This invention relates to topographical mapping, and more particularly to a laser system for generating a grid pattern upon an observed object.
The invention provides a controllable high resolution rectangular fringe light pattern which can be made nondivergent as it propagates in space, and which can be projected on a surface for dimensional analysis and topography. The system provides a fast, efficient means for measuring, comparing and standardizing objects such as radar dishes, aircraft windscreens, fuselages, wing structures, aircraft parts, and tires. It may be applied to aerial terrain mapping, terrain following applications, and pattern recognition. Diagnostic surface mapping of living organisms and parts thereof, in-vivo and in-vitro, such as oral structures, ocular and facial structures, limbs, implants, mammaries, et cetera, is possible. Precision microscopic topography may be accomplished. Dynamic measurements of deformations or movements during applied stresses may be measured. Growth may be incrementally measured. In the particular applications of dentistry, the system provides a safe, practical, portable, clinical device for contouring oral structures in-vivo and intraorally, to produce a permanent contour record. This invention may provide more accurate contour data than do standard methods of taking impressions presently used in dentistry. The invention can also provide topographic image data for computer record storage and analysis, forensic and criminal identification, research, and for programming numerically controlled machines for fabrication of dental and medical prostheses, and health and industrial dies or forms.
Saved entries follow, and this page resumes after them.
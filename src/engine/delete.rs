//! Destructive operations: drive-aware removal of a single path.
//!
//! Strategy selection per target:
//! - missing path -> no-op success (idempotent; the build/run TOCTOU window
//!   is an accepted, documented risk)
//! - regular file on a rotational device -> zero-fill overwrite, then unlink
//! - regular file elsewhere -> plain unlink (overwrite on flash is wasted
//!   wear; block remapping defeats it anyway)
//! - symlink -> unlink the link itself, never the target
//! - directory -> plain recursive removal; callers needing secure erasure of
//!   directory contents must enumerate files individually

#![allow(missing_docs)]

use std::fs::{self, OpenOptions};
use std::io::{Seek, SeekFrom, Write};
use std::path::Path;
use std::sync::Arc;
use std::time::Instant;

use crate::core::config::WipeConfig;
use crate::core::errors::{Result, SweepError};
use crate::device::classifier::DeviceClassifier;
use crate::logger::activity::{ActivityEvent, ActivityLoggerHandle};

/// What a delete call actually did.
#[derive(Debug, Clone, Copy, PartialEq, Eq)]
pub enum DeleteAction {
    /// Path did not exist; nothing to do.
    Missing,
    /// Plain unlink (non-rotational device, or a symlink).
    Unlinked,
    /// Zero-fill overwrite followed by unlink (rotational device).
    Wiped,
    /// Recursive directory removal.
    RemovedTree,
    /// Dry-run: reported without touching the filesystem.
    WouldDelete,
}

impl DeleteAction {
    /// Short label for log entries.
    #[must_use]
    pub const fn label(self) -> &'static str {
        match self {
            Self::Missing => "missing",
            Self::Unlinked => "unlinked",
            Self::Wiped => "wiped",
            Self::RemovedTree => "removed_tree",
            Self::WouldDelete => "would_delete",
        }
    }
}

/// Seam between the batch runner and the concrete deleter, so batch ordering
/// and fail-fast semantics can be tested with injected failures.
pub trait DeleteOp: Send + Sync {
    fn delete(&self, path: &Path) -> Result<DeleteAction>;
}

/// The real destructive operation, parameterized by a device classifier.
pub struct Deleter {
    classifier: Arc<dyn DeviceClassifier>,
    wipe: WipeConfig,
    dry_run: bool,
    logger: Option<ActivityLoggerHandle>,
}

impl Deleter {
    #[must_use]
    pub fn new(
        classifier: Arc<dyn DeviceClassifier>,
        wipe: WipeConfig,
        dry_run: bool,
        logger: Option<ActivityLoggerHandle>,
    ) -> Self {
        Self {
            classifier,
            wipe,
            dry_run,
            logger,
        }
    }

    fn log(&self, event: ActivityEvent) {
        if let Some(logger) = &self.logger {
            logger.send(event);
        }
    }

    /// Overwrite the file's full length with zeros, `passes` times.
    ///
    /// The data is flushed and fsynced per pass so the zeros actually reach
    /// the platters before the directory entry disappears.
    fn zero_fill(&self, path: &Path) -> std::io::Result<()> {
        let mut file = OpenOptions::new().write(true).open(path)?;
        let len = file.metadata()?.len();
        if len == 0 {
            return Ok(());
        }

        let buffer = vec![0u8; self.wipe.buffer_size_bytes];
        for _ in 0..self.wipe.passes {
            file.seek(SeekFrom::Start(0))?;
            let mut remaining = len;
            while remaining > 0 {
                #[allow(clippy::cast_possible_truncation)]
                let chunk = remaining.min(buffer.len() as u64) as usize;
                file.write_all(&buffer[..chunk])?;
                remaining -= chunk as u64;
            }
            file.flush()?;
            if self.wipe.sync_after_pass {
                file.sync_all()?;
            }
        }
        Ok(())
    }

    fn delete_file(&self, path: &Path) -> Result<DeleteAction> {
        if self.classifier.is_rotational(path) {
            self.zero_fill(path)
                .and_then(|()| fs::remove_file(path))
                .map_err(|e| SweepError::SecureWipeFailed {
                    path: path.to_path_buf(),
                    details: e.to_string(),
                })?;
            Ok(DeleteAction::Wiped)
        } else {
            fs::remove_file(path).map_err(|source| SweepError::UnlinkFailed {
                path: path.to_path_buf(),
                source,
            })?;
            Ok(DeleteAction::Unlinked)
        }
    }
}

impl DeleteOp for Deleter {
    fn delete(&self, path: &Path) -> Result<DeleteAction> {
        // symlink_metadata: a dangling symlink still needs unlinking, and a
        // live one must never be wiped through.
        let Ok(meta) = fs::symlink_metadata(path) else {
            return Ok(DeleteAction::Missing);
        };

        if self.dry_run {
            return Ok(DeleteAction::WouldDelete);
        }

        let started = Instant::now();
        let outcome = if meta.is_dir() {
            fs::remove_dir_all(path)
                .map_err(|source| SweepError::RecursiveRemoveFailed {
                    path: path.to_path_buf(),
                    source,
                })
                .map(|()| DeleteAction::RemovedTree)
        } else if meta.file_type().is_symlink() {
            fs::remove_file(path)
                .map_err(|source| SweepError::UnlinkFailed {
                    path: path.to_path_buf(),
                    source,
                })
                .map(|()| DeleteAction::Unlinked)
        } else {
            self.delete_file(path)
        };

        #[allow(clippy::cast_possible_truncation)]
        let duration_ms = started.elapsed().as_millis() as u64;
        match &outcome {
            Ok(action) => self.log(ActivityEvent::PathDeleted {
                path: path.to_string_lossy().to_string(),
                method: action.label().to_string(),
                duration_ms,
            }),
            Err(e) => self.log(ActivityEvent::PathDeleteFailed {
                path: path.to_string_lossy().to_string(),
                error_code: e.code().to_string(),
                error_message: e.to_string(),
            }),
        }

        outcome
    }
}
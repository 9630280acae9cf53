//! Mount table access: `/proc/self/mounts` parsing and path-to-mount lookup.
//!
//! The classifier needs exactly one fact from the operating environment: the
//! block device backing the mount that contains a path. Topology is re-read
//! when the TTL lapses rather than cached for the process lifetime, because
//! removable media may come and go between invocations.

#![allow(missing_docs)]

use std::fs;
use std::path::{Path, PathBuf};
use std::time::{Duration, Instant};

use parking_lot::RwLock;

use crate::core::errors::{Result, SweepError};

/// Mount-point metadata.
#[derive(Debug, Clone, PartialEq, Eq)]
pub struct MountPoint {
    pub path: PathBuf,
    pub device: String,
    pub fs_type: String,
}

/// Source of mount-point records.
pub trait MountTable: Send + Sync {
    fn mounts(&self) -> Result<Vec<MountPoint>>;
}

/// Linux mount table backed by `/proc/self/mounts`, with a short TTL cache.
#[derive(Debug)]
pub struct ProcMountTable {
    cache: RwLock<Option<(Vec<MountPoint>, Instant)>>,
    cache_ttl: Duration,
}

impl ProcMountTable {
    #[must_use]
    pub fn new(cache_ttl: Duration) -> Self {
        Self {
            cache: RwLock::new(None),
            cache_ttl,
        }
    }
}

impl Default for ProcMountTable {
    fn default() -> Self {
        Self::new(Duration::from_secs(5))
    }
}

impl MountTable for ProcMountTable {
    fn mounts(&self) -> Result<Vec<MountPoint>> {
        {
            let cache = self.cache.read();
            if let Some((mounts, collected_at)) = &*cache
                && collected_at.elapsed() < self.cache_ttl
            {
                return Ok(mounts.clone());
            }
        }

        let raw = fs::read_to_string("/proc/self/mounts").map_err(|source| SweepError::Io {
            path: PathBuf::from("/proc/self/mounts"),
            source,
        })?;
        let mounts = parse_proc_mounts(&raw);

        *self.cache.write() = Some((mounts.clone(), Instant::now()));
        Ok(mounts)
    }
}

/// Fixed mount table for deterministic tests.
#[derive(Debug, Clone, Default)]
pub struct StaticMountTable {
    mounts: Vec<MountPoint>,
}

impl StaticMountTable {
    #[must_use]
    pub fn new(mounts: Vec<MountPoint>) -> Self {
        Self { mounts }
    }
}

impl MountTable for StaticMountTable {
    fn mounts(&self) -> Result<Vec<MountPoint>> {
        Ok(self.mounts.clone())
    }
}

/// Pick the mount containing `path`: longest matching mount-point prefix wins.
pub fn find_mount<'a>(path: &Path, mounts: &'a [MountPoint]) -> Option<&'a MountPoint> {
    mounts
        .iter()
        .filter(|mount| path.starts_with(&mount.path))
        .max_by_key(|mount| mount.path.as_os_str().len())
}

fn parse_proc_mounts(raw: &str) -> Vec<MountPoint> {
    let mut mounts = Vec::new();
    for line in raw.lines() {
        let fields: Vec<&str> = line.split_whitespace().collect();
        if fields.len() < 3 {
            // Skip malformed lines (pseudo-filesystems or kernel artifacts)
            // rather than failing the entire mount parse.
            eprintln!("[dsw] warning: skipping malformed /proc/self/mounts line: {line}");
            continue;
        }
        mounts.push(MountPoint {
            path: unescape_mount_path(fields[1]),
            device: fields[0].to_string(),
            fs_type: fields[2].to_string(),
        });
    }
    mounts
}

/// Decode octal escape sequences (`\NNN`) used by the Linux kernel.
/// Returns a PathBuf via OsString to preserve raw bytes (e.g. invalid UTF-8).
fn unescape_mount_path(raw: &str) -> PathBuf {
    let mut bytes = Vec::with_capacity(raw.len());
    let raw_bytes = raw.as_bytes();
    let mut i = 0;
    while i < raw_bytes.len() {
        if raw_bytes[i] == b'\\' && i + 3 < raw_bytes.len() {
            let a = raw_bytes[i + 1];
            let b = raw_bytes[i + 2];
            let c = raw_bytes[i + 3];
            if (b'0'..=b'7').contains(&a)
                && (b'0'..=b'7').contains(&b)
                && (b'0'..=b'7').contains(&c)
            {
                let val = (a - b'0') * 64 + (b - b'0') * 8 + (c - b'0');
                bytes.push(val);
                i += 4;
                continue;
            }
        }
        bytes.push(raw_bytes[i]);
        i += 1;
    }

    #[cfg(unix)]
    {
        use std::os::unix::ffi::OsStringExt;
        PathBuf::from(std::ffi::OsString::from_vec(bytes))
    }
    #[cfg(not(unix))]
    {
        PathBuf::from(String::from_utf8_lossy(&bytes).into_owned())
    }
}
use crate::error::ConfigError;
use chrono::NaiveDate;
use core_types::LookbackWindow;
use serde::Deserialize;
use std::path::PathBuf;

/// Shortest lookback window accepted, in calendar days.
pub const MIN_LOOKBACK_DAYS: u32 = 30;
/// Longest lookback window accepted (five years), in calendar days.
pub const MAX_LOOKBACK_DAYS: u32 = 365 * 5;
pub const DEFAULT_LOOKBACK_DAYS: u32 = 365;

/// The root configuration structure for the entire application.
#[derive(Debug, Clone, Deserialize)]
pub struct Settings {
    pub portfolio: PortfolioSettings,
    pub market_data: MarketDataSettings,
    pub valuation: ValuationSettings,
    #[serde(default)]
    pub output: OutputSettings,
    #[serde(default)]
    pub logging: LoggingSettings,
}

/// Where the holdings are persisted between sessions.
#[derive(Debug, Clone, Deserialize)]
pub struct PortfolioSettings {
    /// CSV file with a `ticker,shares` header.
    pub path: PathBuf,
}

/// Where historical closes are read from.
#[derive(Debug, Clone, Deserialize)]
pub struct MarketDataSettings {
    /// Directory holding one `<TICKER>.csv` file of `date,close` rows per instrument.
    pub prices_dir: PathBuf,
}

#[derive(Debug, Clone, Deserialize)]
pub struct ValuationSettings {
    /// Trailing calendar days to value when no `--days` override is given.
    pub lookback_days: u32,
}

#[derive(Debug, Clone, Default, Deserialize)]
pub struct OutputSettings {
    #[serde(default)]
    pub format: OutputFormat,
}

/// How valuation results are printed.
#[derive(Debug, Clone, Copy, Default, PartialEq, Eq, Deserialize)]
#[serde(rename_all = "lowercase")]
#[cfg_attr(feature = "clap", derive(clap::ValueEnum))]
pub enum OutputFormat {
    #[default]
    Table,
    Json,
    Csv,
}

#[derive(Debug, Clone, Deserialize)]
#[serde(default)]
pub struct LoggingSettings {
    /// An `EnvFilter` directive such as `info` or `valuation=debug`. `RUST_LOG` wins when set.
    pub level: String,
    /// When set, logs are also written to a daily rolling file in this directory.
    pub directory: Option<PathBuf>,
    pub file_prefix: String,
}

impl Default for LoggingSettings {
    fn default() -> Self {
        Self {
            level: "info".to_string(),
            directory: None,
            file_prefix: "portfolio-tracker.log".to_string(),
        }
    }
}

impl Settings {
    pub fn validate(&self) -> Result<(), ConfigError> {
        if self.portfolio.path.as_os_str().is_empty() {
            return Err(ConfigError::ValidationError(
                "portfolio.path must not be empty".to_string(),
            ));
        }
        if self.market_data.prices_dir.as_os_str().is_empty() {
            return Err(ConfigError::ValidationError(
                "market_data.prices_dir must not be empty".to_string(),
            ));
        }
        validate_lookback_days(self.valuation.lookback_days)?;
        Ok(())
    }

    /// Builds the window ending on `today`, using `days` when given and the configured default otherwise.
    pub fn lookback_window(
        &self,
        days: Option<u32>,
        today: NaiveDate,
    ) -> Result<LookbackWindow, ConfigError> {
        let days = validate_lookback_days(days.unwrap_or(self.valuation.lookback_days))?;
        Ok(LookbackWindow::ending_on(today, days)?)
    }
}

pub fn validate_lookback_days(days: u32) -> Result<u32, ConfigError> {
    if !(MIN_LOOKBACK_DAYS..=MAX_LOOKBACK_DAYS).contains(&days) {
        return Err(ConfigError::ValidationError(format!(
            "lookback must be between {MIN_LOOKBACK_DAYS} and {MAX_LOOKBACK_DAYS} days, got {days}"
        )));
    }
    Ok(days)
}
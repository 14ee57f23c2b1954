use crate::error::StoreError;
use core_types::{Holding, Portfolio};
use rust_decimal::Decimal;
use serde::Deserialize;
use std::io::{Read, Write};
use std::str::FromStr;

pub const TICKER_HEADER: &str = "ticker";
pub const SHARES_HEADER: &str = "shares";

#[derive(Debug, Deserialize)]
struct HoldingRecord {
    ticker: String,
    shares: String,
}

/// Parses a `ticker,shares` CSV into a validated portfolio.
///
/// The header must name exactly the `ticker` and `shares` columns (in either
/// order). Every row must carry a valid ticker and a positive numeric share
/// count, and tickers must be unique; the first offending line is reported.
pub fn read_portfolio<R: Read>(reader: R) -> Result<Portfolio, StoreError> {
    let mut csv_reader = csv::ReaderBuilder::new()
        .trim(csv::Trim::All)
        .from_reader(reader);

    let headers = csv_reader.headers()?.clone();
    let mut names: Vec<&str> = headers.iter().collect();
    names.sort_unstable();
    if names != [SHARES_HEADER, TICKER_HEADER] {
        return Err(StoreError::InvalidHeader(
            headers.iter().collect::<Vec<_>>().join(","),
        ));
    }

    let mut portfolio = Portfolio::new();
    for record in csv_reader.records() {
        let record = record?;
        let line = record.position().map(|p| p.line()).unwrap_or_default();

        let row: HoldingRecord =
            record
                .deserialize(Some(&headers))
                .map_err(|e| StoreError::InvalidRow {
                    line,
                    reason: e.to_string(),
                })?;

        let shares = parse_shares(&row.shares).ok_or_else(|| StoreError::InvalidRow {
            line,
            reason: format!("shares '{}' is not a number", row.shares),
        })?;

        Holding::parse(&row.ticker, shares)
            .and_then(|holding| portfolio.add(holding))
            .map_err(|source| StoreError::InvalidHolding { line, source })?;
    }

    Ok(portfolio)
}

/// Writes the portfolio as a `ticker,shares` CSV, header included even when empty.
pub fn write_portfolio<W: Write>(portfolio: &Portfolio, writer: W) -> Result<(), StoreError> {
    let mut csv_writer = csv::Writer::from_writer(writer);
    csv_writer.write_record([TICKER_HEADER, SHARES_HEADER])?;
    for holding in portfolio.iter() {
        csv_writer.write_record([
            holding.ticker.to_string(),
            holding.shares.normalize().to_string(),
        ])?;
    }
    csv_writer.flush()?;
    Ok(())
}

fn parse_shares(raw: &str) -> Option<Decimal> {
    Decimal::from_str(raw)
        .or_else(|_| Decimal::from_scientific(raw))
        .ok()
}

#[cfg(test)]
mod tests {
    use super::*;
    use core_types::{CoreError, Ticker};
    use rust_decimal_macros::dec;

    #[test]
    fn reads_valid_portfolio_in_file_order() {
        let csv = "ticker,shares\naapl,10\nMSFT, 2.5\n";

        let portfolio = read_portfolio(csv.as_bytes()).unwrap();

        assert_eq!(portfolio.len(), 2);
        assert_eq!(portfolio.holdings()[0].ticker, Ticker::new("AAPL").unwrap());
        assert_eq!(portfolio.holdings()[1].shares, dec!(2.5));
    }

    #[test]
    fn accepts_columns_in_either_order() {
        let csv = "shares,ticker\n3,NVDA\n";
        let portfolio = read_portfolio(csv.as_bytes()).unwrap();
        assert_eq!(portfolio.holdings()[0].shares, dec!(3));
    }

    #[test]
    fn rejects_missing_or_unrecognized_headers() {
        for csv in [
            "symbol,shares\nAAPL,1\n",
            "ticker\nAAPL\n",
            "ticker,shares,cost\nAAPL,1,100\n",
        ] {
            let err = read_portfolio(csv.as_bytes()).unwrap_err();
            assert!(matches!(err, StoreError::InvalidHeader(_)), "{csv}");
        }
    }

    #[test]
    fn rejects_non_numeric_shares_with_line_number() {
        let csv = "ticker,shares\nAAPL,10\nMSFT,lots\n";
        let err = read_portfolio(csv.as_bytes()).unwrap_err();
        assert!(matches!(err, StoreError::InvalidRow { line: 3, .. }));
    }

    #[test]
    fn rejects_non_positive_shares_and_duplicates() {
        let err = read_portfolio("ticker,shares\nAAPL,0\n".as_bytes()).unwrap_err();
        assert!(matches!(
            err,
            StoreError::InvalidHolding {
                line: 2,
                source: CoreError::NonPositiveShares { .. }
            }
        ));

        let err = read_portfolio("ticker,shares\nAAPL,1\naapl,2\n".as_bytes()).unwrap_err();
        assert!(matches!(
            err,
            StoreError::InvalidHolding {
                line: 3,
                source: CoreError::DuplicateTicker(_)
            }
        ));
    }

    #[test]
    fn rejects_blank_ticker() {
        let err = read_portfolio("ticker,shares\n,5\n".as_bytes()).unwrap_err();
        assert!(matches!(
            err,
            StoreError::InvalidHolding {
                source: CoreError::InvalidTicker(_),
                ..
            }
        ));
    }

    #[test]
    fn written_portfolio_reads_back() {
        let portfolio = Portfolio::from_holdings(vec![
            Holding::parse("AAPL", dec!(10.50)).unwrap(),
            Holding::parse("BRK-B", dec!(1)).unwrap(),
        ])
        .unwrap();

        let mut buffer = Vec::new();
        write_portfolio(&portfolio, &mut buffer).unwrap();
        assert_eq!(
            String::from_utf8(buffer.clone()).unwrap(),
            "ticker,shares\nAAPL,10.5\nBRK-B,1\n"
        );
        assert_eq!(read_portfolio(buffer.as_slice()).unwrap(), portfolio);
    }

    #[test]
    fn empty_portfolio_still_writes_a_header() {
        let mut buffer = Vec::new();
        write_portfolio(&Portfolio::new(), &mut buffer).unwrap();
        assert_eq!(String::from_utf8(buffer).unwrap(), "ticker,shares\n");
    }
}
use chrono::NaiveDate;
use thiserror::Error;

/// Errors raised while building holdings, portfolios and price tables.
///
/// The holding variants are what the ingestion layer reports when it rejects
/// user input; none of them ever reach the valuation engine.
#[derive(Error, Debug, Clone, PartialEq)]
pub enum CoreError {
    #[error("Invalid ticker '{0}': must be non-empty and contain only letters, digits, '.', '-', '^' or '='")]
    InvalidTicker(String),

    #[error("Invalid share count for {ticker}: {shares} (must be greater than zero)")]
    NonPositiveShares { ticker: String, shares: String },

    #[error("{0} is already in the portfolio")]
    DuplicateTicker(String),

    #[error("{0} is not in the portfolio")]
    HoldingNotFound(String),

    #[error("Price table dates must be strictly increasing: {next} does not follow {previous}")]
    UnorderedDate { previous: NaiveDate, next: NaiveDate },

    #[error("Price row for {date} has {actual} values but the table has {expected} columns")]
    RowWidth {
        date: NaiveDate,
        expected: usize,
        actual: usize,
    },

    #[error("Invalid input for {0}: {1}")]
    InvalidInput(String, String),
}
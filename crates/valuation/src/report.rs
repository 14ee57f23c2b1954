use crate::error::ValuationError;
use chrono::NaiveDate;
use core_types::{CoreError, Ticker};
use rust_decimal::Decimal;
use serde::{Deserialize, Serialize};
use std::collections::HashSet;
use std::fmt;

/// One retained trading day of the value table.
#[derive(Debug, Clone, PartialEq, Serialize, Deserialize)]
pub struct ValueRow {
    pub date: NaiveDate,
    /// Per-asset values in column order; `None` marks a missing price.
    pub values: Vec<Option<Decimal>>,
    /// Sum of the non-missing values. Always backed by at least one value.
    pub total: Decimal,
}

/// Per-asset value series plus a synthetic `Total` column.
///
/// A date only appears in the table when at least one asset has a value on it,
/// so a `Total` of zero always means the holdings were worth zero, never that
/// data was absent.
#[derive(Debug, Clone, PartialEq, Serialize, Deserialize)]
pub struct ValueTable {
    tickers: Vec<Ticker>,
    rows: Vec<ValueRow>,
}

impl ValueTable {
    pub fn new(tickers: Vec<Ticker>) -> Result<Self, ValuationError> {
        let mut seen = HashSet::new();
        if let Some(duplicate) = tickers.iter().find(|t| !seen.insert(*t)) {
            return Err(CoreError::DuplicateTicker(duplicate.to_string()).into());
        }
        Ok(Self {
            tickers,
            rows: Vec::new(),
        })
    }

    /// Appends a day and computes its total.
    ///
    /// Returns `Ok(false)` without storing anything when every value is missing.
    pub(crate) fn push_row(
        &mut self,
        date: NaiveDate,
        values: Vec<Option<Decimal>>,
    ) -> Result<bool, ValuationError> {
        if let Some(previous) = self.rows.last().map(|r| r.date) {
            if date <= previous {
                return Err(ValuationError::UnorderedDate {
                    previous,
                    next: date,
                });
            }
        }

        if values.iter().all(Option::is_none) {
            return Ok(false);
        }

        let total = values
            .iter()
            .flatten()
            .try_fold(Decimal::ZERO, |sum, value| sum.checked_add(*value))
            .ok_or_else(|| ValuationError::Overflow {
                date,
                what: "total of asset values".to_string(),
            })?;
        self.rows.push(ValueRow {
            date,
            values,
            total,
        });
        Ok(true)
    }

    pub fn tickers(&self) -> &[Ticker] {
        &self.tickers
    }

    pub fn rows(&self) -> &[ValueRow] {
        &self.rows
    }

    pub fn len(&self) -> usize {
        self.rows.len()
    }

    pub fn is_empty(&self) -> bool {
        self.rows.is_empty()
    }

    pub fn first(&self) -> Option<&ValueRow> {
        self.rows.first()
    }

    pub fn last(&self) -> Option<&ValueRow> {
        self.rows.last()
    }

    pub fn dates(&self) -> Vec<NaiveDate> {
        self.rows.iter().map(|r| r.date).collect()
    }

    pub fn column(&self, ticker: &Ticker) -> Option<Vec<Option<Decimal>>> {
        let index = self.tickers.iter().position(|t| t == ticker)?;
        Some(self.rows.iter().map(|r| r.values[index]).collect())
    }

    pub fn totals(&self) -> Vec<Decimal> {
        self.rows.iter().map(|r| r.total).collect()
    }
}

/// The current value of one holding on the latest valued date.
#[derive(Debug, Clone, PartialEq, Serialize, Deserialize)]
pub struct CompositionEntry {
    pub ticker: Ticker,
    pub value: Decimal,
}

impl CompositionEntry {
    /// Share of `total` held in this position, in percent. `None` when `total` is zero.
    pub fn weight_pct(&self, total: Decimal) -> Option<Decimal> {
        self.value
            .checked_div(total)
            .and_then(|ratio| ratio.checked_mul(Decimal::ONE_HUNDRED))
    }
}

/// Non-fatal findings attached to a valuation.
#[derive(Debug, Clone, PartialEq, Eq, Serialize, Deserialize)]
pub enum ValuationWarning {
    /// The holding has no price data at all in the requested window.
    UnknownTicker(Ticker),
}

impl fmt::Display for ValuationWarning {
    fn fmt(&self, f: &mut fmt::Formatter<'_>) -> fmt::Result {
        match self {
            ValuationWarning::UnknownTicker(ticker) => write!(
                f,
                "{ticker}: no price data in this window; excluded from totals and composition"
            ),
        }
    }
}

/// Output of the `ValuationEngine`. Recomputed on every call and never persisted.
#[derive(Debug, Clone, PartialEq, Serialize, Deserialize)]
pub struct ValuationResult {
    pub values: ValueTable,

    pub start_date: NaiveDate,
    /// The date `current_total` was observed on.
    pub as_of: NaiveDate,
    pub start_total: Decimal,
    pub current_total: Decimal,

    pub delta_abs: Decimal,
    pub delta_pct: Option<Decimal>, // None when start_total is zero

    pub composition: Vec<CompositionEntry>,
    pub warnings: Vec<ValuationWarning>,
}
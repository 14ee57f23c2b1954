use crate::error::CoreError;
use crate::structs::Ticker;
use chrono::{Duration, NaiveDate};
use rust_decimal::Decimal;
use serde::{Deserialize, Serialize};
use std::collections::HashSet;

/// A daily close, or `None` when the instrument did not trade or has no data.
pub type Close = Option<Decimal>;

/// A date-indexed table of closing prices with one column per ticker.
///
/// Dates are strictly increasing and every row has exactly one cell per column.
#[derive(Debug, Clone, PartialEq, Serialize)]
pub struct PriceTable {
    tickers: Vec<Ticker>,
    dates: Vec<NaiveDate>,
    rows: Vec<Vec<Close>>,
}

impl PriceTable {
    pub fn new(tickers: Vec<Ticker>) -> Result<Self, CoreError> {
        let mut seen = HashSet::new();
        for ticker in &tickers {
            if !seen.insert(ticker) {
                return Err(CoreError::DuplicateTicker(ticker.to_string()));
            }
        }
        Ok(Self {
            tickers,
            dates: Vec::new(),
            rows: Vec::new(),
        })
    }

    /// Appends one trading day. The date must be later than every date already in the table.
    pub fn push_row(&mut self, date: NaiveDate, closes: Vec<Close>) -> Result<(), CoreError> {
        if closes.len() != self.tickers.len() {
            return Err(CoreError::RowWidth {
                date,
                expected: self.tickers.len(),
                actual: closes.len(),
            });
        }
        if let Some(&previous) = self.dates.last() {
            if date <= previous {
                return Err(CoreError::UnorderedDate {
                    previous,
                    next: date,
                });
            }
        }
        self.dates.push(date);
        self.rows.push(closes);
        Ok(())
    }

    pub fn tickers(&self) -> &[Ticker] {
        &self.tickers
    }

    pub fn dates(&self) -> &[NaiveDate] {
        &self.dates
    }

    pub fn len(&self) -> usize {
        self.dates.len()
    }

    pub fn is_empty(&self) -> bool {
        self.dates.is_empty()
    }

    pub fn column_index(&self, ticker: &Ticker) -> Option<usize> {
        self.tickers.iter().position(|t| t == ticker)
    }

    /// Returns the full close series for `ticker`, or `None` if it is not a column.
    pub fn column(&self, ticker: &Ticker) -> Option<Vec<Close>> {
        let index = self.column_index(ticker)?;
        Some(self.rows.iter().map(|row| row[index]).collect())
    }

    pub fn rows(&self) -> impl Iterator<Item = (NaiveDate, &[Close])> {
        self.dates
            .iter()
            .copied()
            .zip(self.rows.iter().map(Vec::as_slice))
    }

    /// Keeps only the rows whose date falls inside `window`.
    pub fn within(&self, window: &LookbackWindow) -> PriceTable {
        let (dates, rows) = self
            .rows()
            .filter(|(date, _)| window.contains(*date))
            .map(|(date, closes)| (date, closes.to_vec()))
            .unzip();
        PriceTable {
            tickers: self.tickers.clone(),
            dates,
            rows,
        }
    }
}

/// The shapes a market-data provider may hand back for a close-price request.
#[derive(Debug, Clone, PartialEq)]
pub enum RawPriceData {
    /// A single unnamed series; providers answer this way when exactly one ticker was requested.
    Series(Vec<(NaiveDate, Close)>),
    /// A table keyed by ticker; columns may be missing or extra relative to the request.
    Table(PriceTable),
}

/// A trailing range of calendar days: `start` inclusive, `end` exclusive.
#[derive(Debug, Clone, Copy, PartialEq, Eq, Serialize, Deserialize)]
pub struct LookbackWindow {
    pub start: NaiveDate,
    pub end: NaiveDate,
}

impl LookbackWindow {
    /// The `days` calendar days before `end`. `end` itself is excluded so that only
    /// completed sessions are valued.
    pub fn ending_on(end: NaiveDate, days: u32) -> Result<Self, CoreError> {
        if days == 0 {
            return Err(CoreError::InvalidInput(
                "lookback_days".to_string(),
                "must be at least one day".to_string(),
            ));
        }
        let start = end
            .checked_sub_signed(Duration::days(i64::from(days)))
            .ok_or_else(|| {
                CoreError::InvalidInput("lookback_days".to_string(), days.to_string())
            })?;
        Ok(Self { start, end })
    }

    pub fn contains(&self, date: NaiveDate) -> bool {
        date >= self.start && date < self.end
    }

    pub fn days(&self) -> i64 {
        (self.end - self.start).num_days()
    }
}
Each set of parallel interference lines is generated optically as an optimum collimated fringe pattern of high contrast, through the use of a partially silvered glass plate, and a diverging coherent light beam. No physical grids or moving parts are required. The grid in this invention is merely a generated light/dark pattern.
The generation of rectangular or square parallelopiped optical fringe patterns for projection onto a surface to be analyzed topographically has not been achieved in the past. The sets of parallel lines may be adjusted optically to intersect at any angle from 0.degree. to 90.degree., and the intensities, contrasts, or spatial frequencies of either or both sets may be adjusted for a particular specimen. Further, the grid pattern may be made diverging or nondiverging in space and the area of the grid pattern may be varied optically. The grid pattern, reflected off the specimen, may be recorded with photographic, holographic, cinematic, or electronic video equipment.
The system of the present invention may be used in-vivo and can be successfully used intra-orally for teeth and other oral structures. There are no safety hazards as all electrical equipment can be isolated from the subject. Laser power levels may be adjusted for complete safety for all areas of the body.